Apparently, the O'Reilly not only adapts to its environment, but requires its environment to adapt to it. That's why it demands that the lighting around it, while still bright, be slightly filtered.
If it were not, those looking at the O'Reilly might be able to see its internal organs or, at the very least, considering it often drapes itself in a wool-like material that covers most of its body, the inner working of its brain, and that would not be a very pretty sight.
Why are Canadians so irritated by O'Reilly? He may not be their cup of tea, but their attitude of tolerance should be able to adjust for him. Makes me wonder who has the thicker skin.
I just can't believe they pay for this crap (which is by far the stupidest article I've read this year)
Sounds like something written by a seventh grader for a Junior High newspaper.
OK, so my computer gives me the old "internet explorer has encountered a problem and must shut down" routine when I log on to this article.
Could someone please post the author's email address?

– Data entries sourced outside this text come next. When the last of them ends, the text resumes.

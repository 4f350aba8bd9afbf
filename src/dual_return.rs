// SPDX-License-Identifier: Apache-2.0
// Copyright (c) 2025 Au-Zone Technologies. All Rights Reserved.

//! Dual-return classification.
//!
//! In dual-return mode the sensor reports two returns per laser and
//! azimuth in consecutive firing blocks. Each return of a pair is tagged
//! nearer or farther, and higher or lower intensity. The two groups are
//! independent bits, and a group stays empty when both returns tie on it.
//! A pair that is numerically identical is a single return duplicated by
//! the sensor and both returns are tagged [`DualFlags::DOUBLED`].

use bitflags::bitflags;
use std::cmp::Ordering;

/// Distances closer than this are treated as identical, meters
pub const DOUBLED_DISTANCE_TOLERANCE: f64 = 1e-6;

bitflags! {
    /// Dual-return classification of a point
    #[derive(Debug, Clone, Copy, PartialEq, Eq, Hash, Default)]
    pub struct DualFlags: u8 {
        /// Return with the lesser distance
        const DISTANCE_NEAR = 0x1;
        /// Return with the greater distance
        const DISTANCE_FAR = 0x2;
        /// Return with the greater intensity
        const INTENSITY_HIGH = 0x4;
        /// Return with the lesser intensity
        const INTENSITY_LOW = 0x8;

        const DISTANCE_MASK = Self::DISTANCE_NEAR.bits() | Self::DISTANCE_FAR.bits();
        const INTENSITY_MASK = Self::INTENSITY_HIGH.bits() | Self::INTENSITY_LOW.bits();
        /// Single return reported twice
        const DOUBLED = Self::DISTANCE_MASK.bits() | Self::INTENSITY_MASK.bits();
    }
}

impl DualFlags {
    /// -1 near, 1 far, 0 unclassified.
    pub fn distance_flag(&self) -> i8 {
        let distance = *self & DualFlags::DISTANCE_MASK;
        if distance == DualFlags::DISTANCE_NEAR {
            -1
        } else if distance == DualFlags::DISTANCE_FAR {
            1
        } else {
            0
        }
    }

    /// 1 high, -1 low, 0 unclassified.
    pub fn intensity_flag(&self) -> i8 {
        let intensity = *self & DualFlags::INTENSITY_MASK;
        if intensity == DualFlags::INTENSITY_HIGH {
            1
        } else if intensity == DualFlags::INTENSITY_LOW {
            -1
        } else {
            0
        }
    }
}

/// Outcome of comparing the two returns of a dual pair.
#[derive(Clone, Copy, Debug, PartialEq, Eq)]
pub enum DualResolution {
    /// Same distance and intensity: both returns are the same echo
    Doubled,
    /// Distinct returns with their classifications
    Distinct { first: DualFlags, second: DualFlags },
}

/// Classify a pair of returns of the same laser and azimuth.
///
/// `first` is the return from the earlier firing block. Distances are
/// corrected distances in meters.
pub fn resolve(first: (f64, u8), second: (f64, u8)) -> DualResolution {
    let (first_distance, first_intensity) = first;
    let (second_distance, second_intensity) = second;

    let same_distance = (first_distance - second_distance).abs() <= DOUBLED_DISTANCE_TOLERANCE;
    if same_distance && first_intensity == second_intensity {
        return DualResolution::Doubled;
    }

    let (intensity_a, intensity_b) = match first_intensity.cmp(&second_intensity) {
        Ordering::Less => (DualFlags::INTENSITY_LOW, DualFlags::INTENSITY_HIGH),
        Ordering::Greater => (DualFlags::INTENSITY_HIGH, DualFlags::INTENSITY_LOW),
        Ordering::Equal => (DualFlags::empty(), DualFlags::empty()),
    };

    let (distance_a, distance_b) = if same_distance {
        (DualFlags::empty(), DualFlags::empty())
    } else if first_distance < second_distance {
        (DualFlags::DISTANCE_NEAR, DualFlags::DISTANCE_FAR)
    } else {
        (DualFlags::DISTANCE_FAR, DualFlags::DISTANCE_NEAR)
    };

    DualResolution::Distinct {
        first: distance_a | intensity_a,
        second: distance_b | intensity_b,
    }
}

It's all about the politics. The Canadian MSM doesn't want any voices on the air that aren't affiliated with the liberal government.
Canada only recently allowed Fox to be broadcast in their country. I guess this is their answer.
Did the Toronto Star steal this article from some junior high newspaper? Speaking of junior high, I learned a vocabulary word in 7th grade English class that I thought I'd never use, but here's the perfect opportunity--"sophomoric".
GMTA...;^)
Linwood's a hoser, eh?
You can tell how threatened they all are because this is the 4th hack-job article by the Star and the CBC has done an entire documentary slamming FNC (not to mention the follow-up segments)
FOX news was recently allowed into Canada- their MSM is freaking out over it.
Just you?
They are, after all Canadians.
It's the global warming screwing up their beer and hockey ice. ;)
I'll second that. I'm embarrassed that I read as far as I did - A complete waste of time and, in the print version, perfectly good toilet paper.
No wonder Canadians are depressed.
They are just like our so called big three and cannot stand to have any competition.